Is the action of $GL(\mathbb{R}^{n})\otimes GL(\mathbb{R}^{m})$ on $\mathbb{R}P^{(mn-1)}$ a transitive action? If not, what is the topological description of the quotion $\mathbb{R}P^{mn-1}/GL(\mathbb{R}^{n})\otimes GL(\mathbb{R}^{m})$?
The above action is the restriction of the natural action of $GL(\mathbb{R}^{n} \otimes \mathbb{R}^{m})$
Is really $GL(\mathbb{R}^{n})\otimes GL(\mathbb{R}^{m})$ a proper subgroup of $GL(\mathbb{R}^{n} \otimes \mathbb{R}^{m})$? If not, what is the structure of its Lie algebra?

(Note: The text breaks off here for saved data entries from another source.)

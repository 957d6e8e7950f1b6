use std::{env, error, fmt, result};

use async_trait::async_trait;
use model::airport::{Airport, AirportLocation};
use queries::convert_error;
use sqlx::{
    mysql::{MySqlConnectOptions, MySqlConnection},
    ConnectOptions, Connection,
};

pub mod data_model;
pub mod queries;

pub const DEFAULT_HOSTNAME: &str = "127.0.0.1";
pub const DEFAULT_PORT: u16 = 3306;
pub const DEFAULT_DATABASE: &str = "flight_game";

#[derive(Debug)]
pub enum DatabaseError {
    /// The server could not be reached or refused the credentials.
    Connection(Box<dyn error::Error + Send + Sync>),
    NotFound,
    Other(Box<dyn error::Error + Send + Sync>),
}

impl fmt::Display for DatabaseError {
    fn fmt(&self, f: &mut fmt::Formatter<'_>) -> fmt::Result {
        match self {
            Self::Connection(why) => write!(f, "could not connect to database: {}", why),
            Self::NotFound => write!(f, "row not found"),
            Self::Other(why) => write!(f, "{}", why),
        }
    }
}

impl error::Error for DatabaseError {}

pub type Result<T> = result::Result<T, DatabaseError>;

/// Something that hands out a fresh connection per request.
#[async_trait]
pub trait Database: Clone + Send + Sync + 'static {
    type Connection: DatabaseConnection;

    async fn connect(&self) -> Result<Self::Connection>;
}

/// A single open connection. It is used for one query and then closed.
#[async_trait]
pub trait DatabaseConnection: Send + Sized {
    async fn airports(&mut self) -> Result<Vec<Airport>>;

    /// Fails with [`DatabaseError::NotFound`] when no airport has the code.
    async fn airport_location(&mut self, icao_code: &str) -> Result<AirportLocation>;

    async fn close(self) -> Result<()>;
}

#[derive(Debug, Clone, PartialEq)]
pub struct DatabaseConnectionInfo {
    pub username: String,
    pub password: String,
    pub hostname: String,
    pub port: u16,
    pub database: String,
}

impl DatabaseConnectionInfo {
    pub fn from_env() -> Option<Self> {
        Self::from_vars(|key| env::var(key).ok())
    }

    /// Username and password are required, everything else falls back to
    /// a local `flight_game` database.
    pub fn from_vars<F>(var: F) -> Option<Self>
    where
        F: Fn(&str) -> Option<String>,
    {
        let username = var("DATABASE_USER")?;
        let password = var("DATABASE_PASSWORD")?;
        let hostname = var("DATABASE_HOST").unwrap_or_else(|| DEFAULT_HOSTNAME.to_owned());
        let port: u16 = match var("DATABASE_PORT") {
            Some(port) => port.parse().ok()?,
            None => DEFAULT_PORT,
        };
        let database = var("DATABASE_NAME").unwrap_or_else(|| DEFAULT_DATABASE.to_owned());
        Some(Self {
            username,
            password,
            hostname,
            port,
            database,
        })
    }

    pub(self) fn mysql_options(&self) -> MySqlConnectOptions {
        MySqlConnectOptions::new()
            .host(&self.hostname)
            .port(self.port)
            .username(&self.username)
            .password(&self.password)
            .database(&self.database)
            .log_statements(log::LevelFilter::Debug)
    }
}

/// MariaDB (or MySQL) holding the `airport` table. No pool is kept,
/// every call to [`Database::connect`] dials the server again.
#[derive(Clone)]
pub struct MySqlDatabase {
    options: MySqlConnectOptions,
}

impl MySqlDatabase {
    pub fn new(database_connection_info: &DatabaseConnectionInfo) -> Self {
        Self {
            options: database_connection_info.mysql_options(),
        }
    }
}

pub struct MySqlDatabaseConnection {
    connection: MySqlConnection,
}

#[async_trait]
impl Database for MySqlDatabase {
    type Connection = MySqlDatabaseConnection;

    async fn connect(&self) -> Result<Self::Connection> {
        let connection = MySqlConnection::connect_with(&self.options)
            .await
            .map_err(|why| DatabaseError::Connection(Box::new(why)))?;
        log::debug!("connected to the database");
        Ok(MySqlDatabaseConnection { connection })
    }
}

#[async_trait]
impl DatabaseConnection for MySqlDatabaseConnection {
    async fn airports(&mut self) -> Result<Vec<Airport>> {
        queries::airport::get_all(&mut self.connection).await
    }

    async fn airport_location(&mut self, icao_code: &str) -> Result<AirportLocation> {
        queries::airport::get_location(&mut self.connection, icao_code).await
    }

    async fn close(self) -> Result<()> {
        self.connection.close().await.map_err(convert_error)
    }
}
pub use crate::common::RouteResult;

use axum::{response::Html, routing::get, Router};
use database::Database;
use tokio::net::TcpListener;
use tower_http::cors::{Any, CorsLayer};

pub mod api;
pub mod common;
pub mod middleware;

pub const DEFAULT_BIND_ADDRESS: &str = "0.0.0.0:5000";

#[derive(Clone)]
pub struct WebState<D> {
    pub database: D,
}

pub async fn start_web_server<D: Database>(
    state: WebState<D>,
    bind_address: &str,
) -> std::io::Result<()> {
    let listener = TcpListener::bind(bind_address).await?;
    log::info!("listening on {}", listener.local_addr()?);
    axum::serve(listener, app(state).into_make_service()).await?;

    Ok(())
}

/// The whole service: game routes, the welcome page, CORS for every origin
/// and request logging.
pub fn app<D: Database>(state: WebState<D>) -> Router {
    let cors = CorsLayer::new()
        .allow_origin(Any)
        .allow_methods(Any)
        .allow_headers(Any);

    Router::new()
        .route("/", get(home))
        .merge(api::routes(state))
        .fallback(common::route_not_found)
        .layer(axum::middleware::from_fn(
            middleware::request_log::request_log_middleware,
        ))
        .layer(cors)
}

async fn home() -> Html<&'static str> {
    Html("<h1>Welcome to the Flight Game API!</h1>")
}
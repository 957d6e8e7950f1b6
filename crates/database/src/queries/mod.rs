use crate::DatabaseError;

pub mod airport;

pub(crate) fn convert_error(why: sqlx::Error) -> DatabaseError {
    match why {
        sqlx::Error::RowNotFound => DatabaseError::NotFound,
        _ => DatabaseError::Other(Box::new(why)),
    }
}
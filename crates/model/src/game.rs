//! Game status records.
//!
//! None of these are persisted. A status is assembled from constants and
//! request input every time it is asked for, and the client carries it
//! from one request to the next.

use serde::{Deserialize, Serialize};

use crate::airport::AirportLocation;

/// Airport a new game starts at when no location is requested.
pub const DEFAULT_START_LOCATION: &str = "EFHK";

pub const START_CO2_POINTS: i64 = 0;
pub const START_DIAMONDS: i64 = 0;
pub const START_MONEY: i64 = 1000;

pub const FLIGHT_DIAMONDS: i64 = 5;
pub const FLIGHT_MONEY: i64 = 950;

#[derive(Debug, Clone, PartialEq, Serialize, Deserialize)]
pub struct GameStatus {
    pub name: String,
    pub co2_points: i64,
    pub diamonds: i64,
    pub money: i64,
    pub location: AirportLocation,
}

impl GameStatus {
    /// Status of a player who has just started at `location`.
    pub fn new_game(player: impl Into<String>, location: AirportLocation) -> Self {
        Self {
            name: player.into(),
            co2_points: START_CO2_POINTS,
            diamonds: START_DIAMONDS,
            money: START_MONEY,
            location,
        }
    }
}

/// Status reported after a flight. It names no player since flights are
/// not tied to any stored game.
#[derive(Debug, Clone, PartialEq, Serialize, Deserialize)]
pub struct FlightStatus {
    pub co2_points: i64,
    pub diamonds: i64,
    pub money: i64,
    pub location: AirportLocation,
}

impl FlightStatus {
    pub fn arrived(consumption: i64, destination: AirportLocation) -> Self {
        Self {
            co2_points: consumption,
            diamonds: FLIGHT_DIAMONDS,
            money: FLIGHT_MONEY,
            location: destination,
        }
    }
}

#[derive(Debug, Clone, PartialEq, Serialize, Deserialize)]
pub struct Goal {
    pub name: String,
    pub description: String,
    pub icon: String,
    pub reached: bool,
}

impl Goal {
    fn unreached(name: &str, description: &str, icon: &str) -> Self {
        Self {
            name: name.to_owned(),
            description: description.to_owned(),
            icon: icon.to_owned(),
            reached: false,
        }
    }

    /// The goals handed out with every new game.
    pub fn defaults() -> Vec<Goal> {
        vec![
            Goal::unreached(
                "Earn 10 Diamonds",
                "Collect 10 diamonds by completing tasks",
                "/img/goal1.webp",
            ),
            Goal::unreached(
                "Reduce CO2",
                "Fly sustainably to reduce CO2 emissions.",
                "/img/goal2.webp",
            ),
        ]
    }
}
pub mod airport;
pub mod game;

pub trait ExampleData {
    fn example_data() -> Self;
}
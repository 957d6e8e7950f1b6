pub mod airport;
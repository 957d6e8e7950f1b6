use axum::{
    extract::{rejection::QueryRejection, OriginalUri, Query},
    http::{Method, StatusCode},
    response::IntoResponse,
    Json,
};
use database::{DatabaseConnection, DatabaseError};
use serde::Serialize;

pub type RouteResult<O> = Result<O, RouteErrorResponse>;

pub(crate) const CONNECTION_FAILED_MESSAGE: &str = "Failed to connect to the database";

pub(crate) async fn route_not_found(
    method: Method,
    OriginalUri(original_uri): OriginalUri,
) -> impl IntoResponse {
    log::debug!("no route for {} {}", method, original_uri.path());
    RouteErrorResponse::new(StatusCode::NOT_FOUND)
}

/// Query string as key/value pairs in request order. Repeated keys are
/// kept, lookups answer with the first occurrence.
#[derive(Debug, Clone, Default)]
pub struct QueryParams(Vec<(String, String)>);

impl QueryParams {
    pub fn new(pairs: Vec<(String, String)>) -> Self {
        Self(pairs)
    }

    pub fn from_query(
        query: Result<Query<Vec<(String, String)>>, QueryRejection>,
    ) -> RouteResult<Self> {
        query
            .map(|Query(pairs)| Self::new(pairs))
            .map_err(|why| RouteErrorResponse::bad_request(why.body_text()))
    }

    pub fn first(&self, key: &str) -> Option<String> {
        self.0
            .iter()
            .find(|(name, _)| name == key)
            .map(|(_, value)| value.clone())
    }
}

/// Closes a request's connection once its query is done. A failing close
/// is only logged since the query result is already in hand.
pub(crate) async fn close_connection<C: DatabaseConnection>(connection: C) {
    if let Err(why) = connection.close().await {
        log::warn!("Error closing the database connection: {}", why);
    }
}

// - Commonly used responses -

/// Error body of every route: `{"error": "<message>"}`.
#[derive(Debug, Clone, Serialize)]
pub struct RouteErrorResponse {
    #[serde(skip)]
    pub status_code: StatusCode,

    #[serde(rename = "error")]
    pub message: String,
}

impl RouteErrorResponse {
    pub fn new(status_code: StatusCode) -> Self {
        let message = status_code
            .canonical_reason()
            .unwrap_or("Something went wrong");
        Self {
            status_code,
            message: message.to_owned(),
        }
    }

    pub fn bad_request(message: impl Into<String>) -> Self {
        Self::new(StatusCode::BAD_REQUEST).with_message(message)
    }

    pub fn airport_not_found(icao_code: &str) -> Self {
        Self::new(StatusCode::NOT_FOUND)
            .with_message(format!("Airport with ICAO code '{}' not found", icao_code))
    }

    pub fn with_message(mut self, message: impl Into<String>) -> Self {
        self.message = message.into();
        self
    }
}

impl From<DatabaseError> for RouteErrorResponse {
    fn from(value: DatabaseError) -> Self {
        match value {
            DatabaseError::Connection(_) => {
                Self::new(StatusCode::INTERNAL_SERVER_ERROR)
                    .with_message(CONNECTION_FAILED_MESSAGE)
            }
            DatabaseError::NotFound => Self::new(StatusCode::NOT_FOUND),
            DatabaseError::Other(_) => Self::new(StatusCode::INTERNAL_SERVER_ERROR),
        }
    }
}

impl IntoResponse for RouteErrorResponse {
    fn into_response(self) -> axum::response::Response {
        (self.status_code, Json(self)).into_response()
    }
}

#[cfg(test)]
mod tests {
    use std::io;

    use super::*;

    #[test]
    fn serializes_message_as_error() {
        let response = RouteErrorResponse::bad_request("Player name is required");
        assert_eq!(
            serde_json::to_value(&response).unwrap(),
            serde_json::json!({ "error": "Player name is required" })
        );
    }

    #[test]
    fn connection_errors_use_fixed_message() {
        let why = io::Error::new(io::ErrorKind::ConnectionRefused, "refused");
        let response = RouteErrorResponse::from(DatabaseError::Connection(Box::new(why)));
        assert_eq!(response.status_code, StatusCode::INTERNAL_SERVER_ERROR);
        assert_eq!(response.message, "Failed to connect to the database");
    }

    #[test]
    fn query_params_answer_with_first_value() {
        let params = QueryParams::new(vec![
            ("game".into(), "1".into()),
            ("dest".into(), "EFHK".into()),
            ("game".into(), "2".into()),
        ]);
        assert_eq!(params.first("game").as_deref(), Some("1"));
        assert_eq!(params.first("dest").as_deref(), Some("EFHK"));
        assert_eq!(params.first("consumption"), None);
    }

    #[test]
    fn not_found_names_the_code() {
        let response = RouteErrorResponse::airport_not_found("XXXX");
        assert_eq!(response.status_code, StatusCode::NOT_FOUND);
        assert_eq!(response.message, "Airport with ICAO code 'XXXX' not found");
    }
}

The later question is somehow similar to the following posts(very indirectly):
positive element in C* tensor product
positive elements in tensor products
Note: "$GL(\mathbb{R}^{n})\otimes GL(\mathbb{R}^{m})$" is just a terminology and notation. We do not confuse it with the tensor product of two groups or some thing else.